The outlook for energy consumption “depends on when the world – this country and other countries – get control of the pandemic and those activities resume. We don’t know when that’s going to be,” said Chevron Chief Financial Officer Pierre Breber.
Chevron, the second-largest U.S. oil producer by production, earned $201 million in the most recent quarter, compared with a profit of $2.9 billion for the year-earlier period. Exxon posted a loss of $680 million, the third straight quarterly loss.
Exxon came into the year with an ambitious spending plan driven by investments in shale and offshore discoveries, particularly off the coast of Guyana. It originally planned to spend $33 billion in capital and exploration investment in 2020; through three quarters it has instead spent just $16.6 billion.

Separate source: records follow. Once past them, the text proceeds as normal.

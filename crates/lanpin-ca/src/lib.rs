//! # lanpin-ca
//!
//! Private certificate authority bootstrap for lanpin.
//!
//! ## Chain
//!
//! ```text
//! ROOT (self-signed, pinned by clients, never publicly trusted)
//!   │
//!   └── LEAF  CN = <first 32 hex of sha256(root)>.self-signed
//!             served by the TLS proxy front
//! ```
//!
//! The leaf's common name is derived from the root's fingerprint, so the
//! name a phone scans from the pairing code is also a pin on the root that
//! signed the certificate it will be shown.
//!
//! ## Example
//!
//! ```rust,ignore
//! use lanpin_ca::{CertStore, ChainBuilder};
//!
//! let material = ChainBuilder::new(CertStore::new("certs")).build()?;
//! println!("serving as {}", material.identity);
//! ```

mod builder;
mod error;
mod identity;
mod leaf;
mod root;
mod store;
mod verify;

pub use builder::{BuildStep, ChainBuilder, ChainMaterial};
pub use error::{CaError, Result};
pub use identity::{derive_identity, Fingerprint, Identity, IDENTITY_HEX_LEN, IDENTITY_SUFFIX};
pub use leaf::{LeafCertificate, LeafCertificateRequest};
pub use root::RootAuthority;
pub use store::{write_atomic, CertStore};
pub use verify::{certificate_fingerprint, identity_of_root, leaf_common_name, verify_chain};

use chrono::{DateTime, Utc};
use serde::{Deserialize, Serialize};
use uuid::Uuid;

/// Certificate metadata for logging and the build result.
#[derive(Debug, Clone, Serialize, Deserialize)]
pub struct CertificateInfo {
    /// Unique identifier
    pub id: Uuid,
    /// Serial number (hex)
    pub serial: String,
    /// Subject common name
    pub subject: String,
    /// Issuer common name
    pub issuer: String,
    /// Not valid before
    pub not_before: DateTime<Utc>,
    /// Not valid after
    pub not_after: DateTime<Utc>,
    /// Certificate type
    pub cert_type: CertificateType,
}

/// Type of certificate in the chain.
#[derive(Debug, Clone, Copy, PartialEq, Eq, Serialize, Deserialize)]
pub enum CertificateType {
    /// Self-signed root authority
    Root,
    /// Leaf certificate served by the proxy front
    Leaf,
}

/// Key algorithm choices.
///
/// RSA is not offered: `ring` cannot generate RSA keys.
#[derive(Debug, Clone, Copy, PartialEq, Eq, Serialize, Deserialize, Default)]
#[serde(rename_all = "kebab-case")]
pub enum KeyAlgorithm {
    /// ECDSA with P-256 curve
    #[default]
    EcdsaP256,
    /// ECDSA with P-384 curve
    EcdsaP384,
    /// Ed25519
    Ed25519,
}

impl KeyAlgorithm {
    /// The rcgen signature algorithm backing this choice.
    pub fn signature_algorithm(self) -> &'static rcgen::SignatureAlgorithm {
        match self {
            Self::EcdsaP256 => &rcgen::PKCS_ECDSA_P256_SHA256,
            Self::EcdsaP384 => &rcgen::PKCS_ECDSA_P384_SHA384,
            Self::Ed25519 => &rcgen::PKCS_ED25519,
        }
    }

    /// Generate a fresh key pair.
    pub fn generate(self) -> Result<rcgen::KeyPair> {
        Ok(rcgen::KeyPair::generate_for(self.signature_algorithm())?)
    }

    pub const fn as_str(self) -> &'static str {
        match self {
            Self::EcdsaP256 => "ecdsa-p256",
            Self::EcdsaP384 => "ecdsa-p384",
            Self::Ed25519 => "ed25519",
        }
    }
}

impl std::fmt::Display for KeyAlgorithm {
    fn fmt(&self, f: &mut std::fmt::Formatter<'_>) -> std::fmt::Result {
        f.write_str(self.as_str())
    }
}

impl std::str::FromStr for KeyAlgorithm {
    type Err = String;

    fn from_str(s: &str) -> std::result::Result<Self, Self::Err> {
        [Self::EcdsaP256, Self::EcdsaP384, Self::Ed25519]
            .into_iter()
            .find(|alg| alg.as_str().eq_ignore_ascii_case(s))
            .ok_or_else(|| format!("unknown key algorithm {s:?} (expected ecdsa-p256, ecdsa-p384 or ed25519)"))
    }
}

/// Validity period presets.
#[derive(Debug, Clone, Copy)]
pub enum ValidityPeriod {
    /// Pinned chain: effectively never expires
    Pinned,
    /// Custom duration in days
    Custom(u32),
}

impl ValidityPeriod {
    /// Get the number of days for this validity period.
    pub const fn days(&self) -> u32 {
        match self {
            Self::Pinned => 1_000_000,
            Self::Custom(d) => *d,
        }
    }
}

pub(crate) fn offset_to_chrono(t: time::OffsetDateTime) -> DateTime<Utc> {
    DateTime::from_timestamp(t.unix_timestamp(), 0).unwrap_or(DateTime::<Utc>::MAX_UTC)
}

/// Random 63-bit serial, shared by root and leaf generation.
pub(crate) fn random_serial() -> (rcgen::SerialNumber, String) {
    let bytes = Uuid::new_v4().into_bytes();
    let mut head = [0u8; 8];
    head.copy_from_slice(&bytes[..8]);
    // Top bit clear keeps the DER integer positive.
    let serial = u64::from_be_bytes(head) >> 1;
    (serial.into(), format!("{serial:016x}"))
}
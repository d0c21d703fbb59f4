//! lanpin - private CA, TLS front, mDNS announcement and pairing code.

use anyhow::Result;

#[tokio::main]
async fn main() -> Result<()> {
    lanpin::run().await
}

Next year, the largest U.S. oil producer said capital spending would be between $16 billion to $19 billion, from an adjusted plan for spending around $23 billion this year.
Earlier this week, Exxon said it would cut its workforce by about 15% and kept its fourth-quarter dividend flat at 87 cents a share, making 2020 the first year since 1982 that it has not raised its shareholder payout.
The company, once the most valuable in the United States by market capitalization, was this month surpassed in value by wind and solar provider NextEra.
In the top U.S. oil field, the Permian Basin shale field, Chevron expects output to dip to around 550,000 barrels of oil and gas per day, from 565,000 barrels per day this quarter, Breber said. It is likely to maintain that level until the global economy recovers.
Exxon’s Permian output was around 401,000 barrels per day in the third quarter and it said its costs there had dropped 20%.